No matter. He ran out of facts.

And so, he called me….a kapo.

What is a kapo?

Do you really need to ask?

The term “kapo” is a dark souvenir from the darkest time of Jewish history. It refers to concentration camp prisoners who were assigned by SS guards to supervise forced labor or carry out administrative tasks. If they were derelict, they would return to the status of ordinary prisoners and other kapos would victimize them. Many prisoner functionaries were recruited from the ranks of violent criminal gangs, and they were known to be brutal toward other prisoners. The whole purpose of the system was to turn victim against victim, as the prisoner functionaries were pitted against their fellow prisoners in order to maintain the favor of their SS guards.

In other words, if you have to make a list of the most unsavory, contemptible, and morally compromised Jews in history — the kapo goes to the top of the list.

Now, it is not as if I am alone in being assigned the kapo designation.

Jerusalem Post readers have attacked columnists Gershon Baskin and Uri Savir for espousing pro-peace views. Here’s one particularly lovely one: Let’s put it in simple words even a deluded madman like you or Kapo Baskin can comprehend; ANY JEW WHO WOULD DIVIDE JERUSALEM IS A TRAITOR TO HA’SHEM AND THE JEWISH PEOPLE. KAPO!!!”

And then, there’s the case of Eran Cohen, an undergraduate student at York University in England, who is a candidate for president of the UK’s largest student organization. Cohen supports the BDS movement and has been active in pro-Palestinian student groups. That has earned him the appellation of “kapo.”

I am, decidedly and vocally, absolutely opposed to the BDS movement. And yet, calling someone a “kapo” is simply off the charts.

I want to chalk this up to the general tenor of political discourse in this country, and around the world. One of the casualties of this most recent presidential campaign in the United States is nuance and reasoned argument. It reminds me of a cartoon that recently appeared in the New Yorker. The scene is a game show, “Facts Don’t Matter.” The emcee is saying: “I’m sorry, Jeannie, your answer was correct, but Kevin shouted his incorrect answer over yours, so he gets the point.”

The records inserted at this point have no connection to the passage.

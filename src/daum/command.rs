//! Command model and wire encoding for the Daum cockpit protocol.
//!
//! Every outgoing frame is two or three raw bytes: opcode, cockpit address,
//! optional payload. The one exception is the address handshake itself,
//! which is the bare opcode since no address is known yet.

use super::BusAddress;

/// Command opcodes, the first byte of every frame in either direction.
#[derive(Debug, Clone, Copy, PartialEq, Eq, Hash)]
#[repr(u8)]
pub enum Opcode {
    CheckCockpit = 0x10,
    GetAddress = 0x11,
    SetProgram = 0x23,
    SetWattProfile = 0x24,
    GetPersonData = 0x36,
    RunData = 0x40,
    SetWatt = 0x51,
    SetGear = 0x53,
}

impl Opcode {
    pub fn byte(self) -> u8 {
        self as u8
    }

    pub fn from_byte(byte: u8) -> Option<Self> {
        match byte {
            0x10 => Some(Opcode::CheckCockpit),
            0x11 => Some(Opcode::GetAddress),
            0x23 => Some(Opcode::SetProgram),
            0x24 => Some(Opcode::SetWattProfile),
            0x36 => Some(Opcode::GetPersonData),
            0x40 => Some(Opcode::RunData),
            0x51 => Some(Opcode::SetWatt),
            0x53 => Some(Opcode::SetGear),
            _ => None,
        }
    }
}

/// Queue priority. Priorities do not reorder the queue; they decide how
/// persistently a command is retried after a missed acknowledgment.
#[derive(Debug, Clone, Copy, PartialEq, Eq)]
pub enum Priority {
    Low,
    Medium,
    High,
}

/// A single outgoing command frame.
#[derive(Debug, Clone, PartialEq, Eq)]
pub struct Command {
    pub opcode: Opcode,
    pub address: BusAddress,
    pub payload: Option<u8>,
}

impl Command {
    pub fn new(opcode: Opcode, address: BusAddress) -> Self {
        Self {
            opcode,
            address,
            payload: None,
        }
    }

    pub fn with_payload(opcode: Opcode, address: BusAddress, payload: u8) -> Self {
        Self {
            opcode,
            address,
            payload: Some(payload),
        }
    }

    /// Encode to the raw wire frame.
    pub fn encode(&self) -> Vec<u8> {
        if self.opcode == Opcode::GetAddress {
            return vec![self.opcode.byte()];
        }
        let mut frame = Vec::with_capacity(3);
        frame.push(self.opcode.byte());
        frame.push(self.address);
        if let Some(payload) = self.payload {
            frame.push(payload);
        }
        frame
    }

    /// Whether a response header belongs to this command.
    pub fn matches_header(&self, opcode: u8, address: BusAddress) -> bool {
        self.opcode.byte() == opcode && self.address == address
    }
}

/// The addressless handshake frame that discovers the cockpit address.
pub fn get_address_frame() -> [u8; 1] {
    [Opcode::GetAddress.byte()]
}
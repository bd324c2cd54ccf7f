//! Bridge between a Daum ergometer's RS232 protocol and downstream
//! fitness consumers.
//!
//! The heart of the crate is [`daum::ErgoSession`]: it owns the serial
//! channel, discovers the cockpit address, paces a priority command queue
//! against the device's timing, interprets telemetry, and in SIM mode
//! closes the loop between road physics and the cockpit's resistance.
//! External collaborators (a wireless fitness profile, a local UI) interact
//! through [`daum::SessionHandle`] and the broadcast channels it exposes.

pub mod config;
pub mod daum;
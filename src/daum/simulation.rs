//! Physics based power calculation for SIM mode.
//!
//! Force model after the cycling wattage calculators the cockpit firmware
//! cannot do itself: gravity along the slope, rolling resistance, and
//! aerodynamic drag against the combined head wind. The result is the
//! wattage the rider would need on a real road at the current speed, which
//! the session feeds straight back into a set watt command.

use serde::{Deserialize, Serialize};

use crate::config::SimulationConfig;

/// km/h to m/s.
const SPEED_TO_MS: f64 = 0.2778;

/// Parameters pushed by the remote application while the session is in SIM
/// mode: head wind in m/s, gradient in percent, rolling resistance and drag
/// coefficients.
#[derive(Debug, Clone, Copy, PartialEq, Serialize, Deserialize)]
pub struct SimulationParameters {
    pub wind_speed: f64,
    pub grade: f64,
    pub crr: f64,
    pub cd: f64,
}

impl Default for SimulationParameters {
    fn default() -> Self {
        Self {
            wind_speed: 0.0,
            grade: 0.0,
            crr: 0.004,
            cd: 0.51,
        }
    }
}

/// Instantaneous target power in watts for the given road speed in km/h.
/// Pure function, no state between calls.
pub fn compute_power(params: &SimulationParameters, speed_kmh: f64, config: &SimulationConfig) -> f64 {
    // remote applications send gradients well beyond realistic riding;
    // resistance stops growing at the configured maximum
    let grade = params.grade.min(config.max_grade_percent);
    let mass = config.rider_mass_kg + config.bike_mass_kg;
    let velocity = speed_kmh * SPEED_TO_MS;
    let slope = (grade / 100.0).atan();

    let force_gravity = config.gravity * slope.sin() * mass;
    let force_rolling = config.gravity * slope.cos() * mass * params.crr;
    let force_aero =
        0.5 * params.cd * config.air_density * (velocity + params.wind_speed).powi(2);

    (force_gravity + force_rolling + force_aero) * velocity / config.drivetrain_efficiency
}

And, in fact, this is the way that America is going.

On Wednesday, on NPR, Diane Rehm pressed Scottie Nell Hughes, a frequent surrogate for President-elect Donald Trump and a paid commentator for CNN during the campaign, about Trump’s recent evidence-free assertion on Twitter that he, not Hillary Clinton, would have won the popular vote if millions of immigrants had not voted illegally.

To which Ms. Hughes declared: “There’s no such thing, unfortunately, anymore, as facts.”

She is right. Once upon a time, the cultural left seemed to have the monopoly on confusing feelings for facts. Now, the right is catching up.

Seriously: do you really think that a difference of opinion on a historical matter — a debatable historical matter — warrants calling your opponent a kapo? Someone who worked for the Nazis in the concentration camps? Someone who was plucked from the lowest levels of society? Someone who, himself or herself, had to make any number of complex, moral choices in order to survive?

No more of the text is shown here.